What to do - Check each line of the records below for the word "YtDlpRetriever" and copy those where it appears.

Exercise data -
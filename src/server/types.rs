use crate::error::{Error, ErrorKind};
use axum::{
    Json,
    http::StatusCode,
    response::{IntoResponse, Response},
};
use serde::{Deserialize, Serialize};

#[derive(Debug, Serialize, Deserialize)]
pub struct ErrorResponse {
    pub error: String,
    pub kind: String,
}

#[derive(Debug, Serialize, Deserialize)]
pub struct HealthResponse {
    pub status: String,
}

/// Handler error carrying the crate error into an HTTP response.
#[derive(Debug)]
pub struct ApiError(pub Error);

impl From<Error> for ApiError {
    fn from(err: Error) -> Self {
        Self(err)
    }
}

pub fn status_for(kind: ErrorKind) -> StatusCode {
    match kind {
        ErrorKind::InvalidInput => StatusCode::BAD_REQUEST,
        ErrorKind::RetrievalFailure | ErrorKind::InferenceFailure => StatusCode::BAD_GATEWAY,
        ErrorKind::Internal => StatusCode::INTERNAL_SERVER_ERROR,
    }
}

impl IntoResponse for ApiError {
    fn into_response(self) -> Response {
        let kind = self.0.kind();
        let body = ErrorResponse {
            error: self.0.to_string(),
            kind: kind.as_str().to_string(),
        };
        (status_for(kind), Json(body)).into_response()
    }
}
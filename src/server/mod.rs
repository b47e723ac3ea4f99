pub mod handlers;
pub mod types;

use crate::{
    Result,
    analysis::Analyzer,
    config::Config,
    gemini::GeminiClient,
    video::YtDlpRetriever,
};
use axum::{
    Router,
    routing::{get, post},
};
use std::{net::SocketAddr, sync::Arc};
use tower_http::{cors::CorsLayer, trace::TraceLayer};
use tracing::info;

pub fn router(analyzer: Arc<Analyzer>) -> Router {
    let app_state = handlers::AppState { analyzer };

    Router::new()
        .route("/analyze", post(handlers::analyze))
        .route("/health", get(handlers::health))
        .layer(CorsLayer::permissive())
        .layer(TraceLayer::new_for_http())
        .with_state(app_state)
}

pub async fn run(config: Config) -> Result<()> {
    let retriever = YtDlpRetriever::new(config.video.clone());
    let inference = GeminiClient::new(config.gemini.clone())?;
    info!("Using Gemini model: {}", inference.model());

    let analyzer = Analyzer::new(Arc::new(retriever), Arc::new(inference));
    let app = router(Arc::new(analyzer));

    let addr = SocketAddr::new(config.server.host.parse()?, config.server.port);

    info!("Starting server on {}", addr);

    let listener = tokio::net::TcpListener::bind(addr).await?;
    axum::serve(listener, app).await?;

    Ok(())
}
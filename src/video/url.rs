use crate::{Error, Result};
use regex::Regex;
use reqwest::Url;
use std::{fmt, sync::LazyLock};

static VIDEO_ID: LazyLock<Regex> =
    LazyLock::new(|| Regex::new(r"^[A-Za-z0-9_-]{11}$").expect("valid video id pattern"));

const LONG_HOSTS: &[&str] = &[
    "youtube.com",
    "www.youtube.com",
    "m.youtube.com",
    "music.youtube.com",
];

const SHORT_HOSTS: &[&str] = &["youtu.be", "www.youtu.be"];

/// Path prefixes on the long hosts that carry the id as the next segment.
const ID_PATH_PREFIXES: &[&str] = &["shorts", "embed", "live", "v"];

/// A syntactically valid YouTube video URL.
#[derive(Debug, Clone, PartialEq, Eq)]
pub struct YoutubeUrl {
    url: Url,
    video_id: String,
}

impl YoutubeUrl {
    pub fn parse(raw: &str) -> Result<Self> {
        let raw = raw.trim();
        if raw.is_empty() {
            return Err(Error::invalid_input("video URL must not be empty"));
        }

        let url = Url::parse(raw)
            .map_err(|e| Error::invalid_input(format!("malformed video URL '{}': {}", raw, e)))?;

        if url.scheme() != "http" && url.scheme() != "https" {
            return Err(Error::invalid_input(format!(
                "unsupported URL scheme '{}'",
                url.scheme()
            )));
        }

        let host = url
            .host_str()
            .map(str::to_ascii_lowercase)
            .ok_or_else(|| Error::invalid_input(format!("video URL '{}' has no host", raw)))?;

        let candidate = if SHORT_HOSTS.contains(&host.as_str()) {
            url.path_segments()
                .and_then(|mut segments| segments.next())
                .map(str::to_string)
        } else if LONG_HOSTS.contains(&host.as_str()) {
            Self::long_form_id(&url)
        } else {
            return Err(Error::invalid_input(format!(
                "'{}' is not a YouTube host",
                host
            )));
        };

        match candidate {
            Some(id) if VIDEO_ID.is_match(&id) => Ok(Self { url, video_id: id }),
            _ => Err(Error::invalid_input(format!(
                "no video id found in '{}'",
                raw
            ))),
        }
    }

    fn long_form_id(url: &Url) -> Option<String> {
        let segments: Vec<&str> = url
            .path_segments()
            .map(|s| s.filter(|seg| !seg.is_empty()).collect())
            .unwrap_or_default();

        match segments.as_slice() {
            ["watch"] => url
                .query_pairs()
                .find(|(key, _)| key == "v")
                .map(|(_, value)| value.into_owned()),
            [prefix, id, ..] if ID_PATH_PREFIXES.contains(prefix) => Some((*id).to_string()),
            _ => None,
        }
    }

    pub fn as_str(&self) -> &str {
        self.url.as_str()
    }

    pub fn video_id(&self) -> &str {
        &self.video_id
    }
}

impl fmt::Display for YoutubeUrl {
    fn fmt(&self, f: &mut fmt::Formatter<'_>) -> fmt::Result {
        f.write_str(self.url.as_str())
    }
}
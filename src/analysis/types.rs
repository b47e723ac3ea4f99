use serde::{Deserialize, Serialize};

#[derive(Debug, Clone, Serialize, Deserialize)]
#[serde(rename_all = "camelCase")]
pub struct AnalysisRequest {
    pub video_url: String,
    pub question: String,
}

#[derive(Debug, Clone, PartialEq, Eq, Serialize, Deserialize)]
#[serde(rename_all = "camelCase")]
pub struct AnalysisResponse {
    pub answer_text: String,
}

impl AnalysisRequest {
    pub fn new(video_url: impl Into<String>, question: impl Into<String>) -> Self {
        Self {
            video_url: video_url.into(),
            question: question.into(),
        }
    }
}
use std::sync::Arc;
use youtube_gemini::{
    analysis::Analyzer,
    config::{Config, GeminiConfig, LogsConfig, ServerConfig, VideoConfig},
};

use super::mocks::{MockInference, MockRetriever};

pub const VALID_URL: &str = "https://www.youtube.com/watch?v=-psgagqWoIo";

/// Create a test configuration with sensible defaults
pub fn create_test_config() -> Config {
    Config {
        server: ServerConfig {
            host: "127.0.0.1".to_string(),
            port: 8501,
            logs: LogsConfig {
                level: "debug".to_string(),
            },
        },
        gemini: GeminiConfig {
            api_key: "test-api-key".to_string(),
            ..GeminiConfig::default()
        },
        video: VideoConfig::default(),
    }
}

/// Build an analyzer around the given mocks, returning the shared handles
pub fn create_analyzer(
    retriever: MockRetriever,
    inference: MockInference,
) -> (Analyzer, Arc<MockRetriever>, Arc<MockInference>) {
    let retriever = Arc::new(retriever);
    let inference = Arc::new(inference);
    let analyzer = Analyzer::new(retriever.clone(), inference.clone());
    (analyzer, retriever, inference)
}

/// Sample configuration YAML for testing
pub const SAMPLE_CONFIG_YAML: &str = r#"
server:
  host: "127.0.0.1"
  port: 9000
  logs:
    level: "debug"
gemini:
  api_key: "file-key"
  model: "gemini-1.5-pro"
  generation_timeout_secs: 60
video:
  yt_dlp_path: "/usr/local/bin/yt-dlp"
  extra_args: ["--cookies", "cookies.txt"]
  download_dir: "/tmp/videos"
"#;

Answer box -
    video::YtDlpRetriever,
    let retriever = YtDlpRetriever::new(config.video.clone());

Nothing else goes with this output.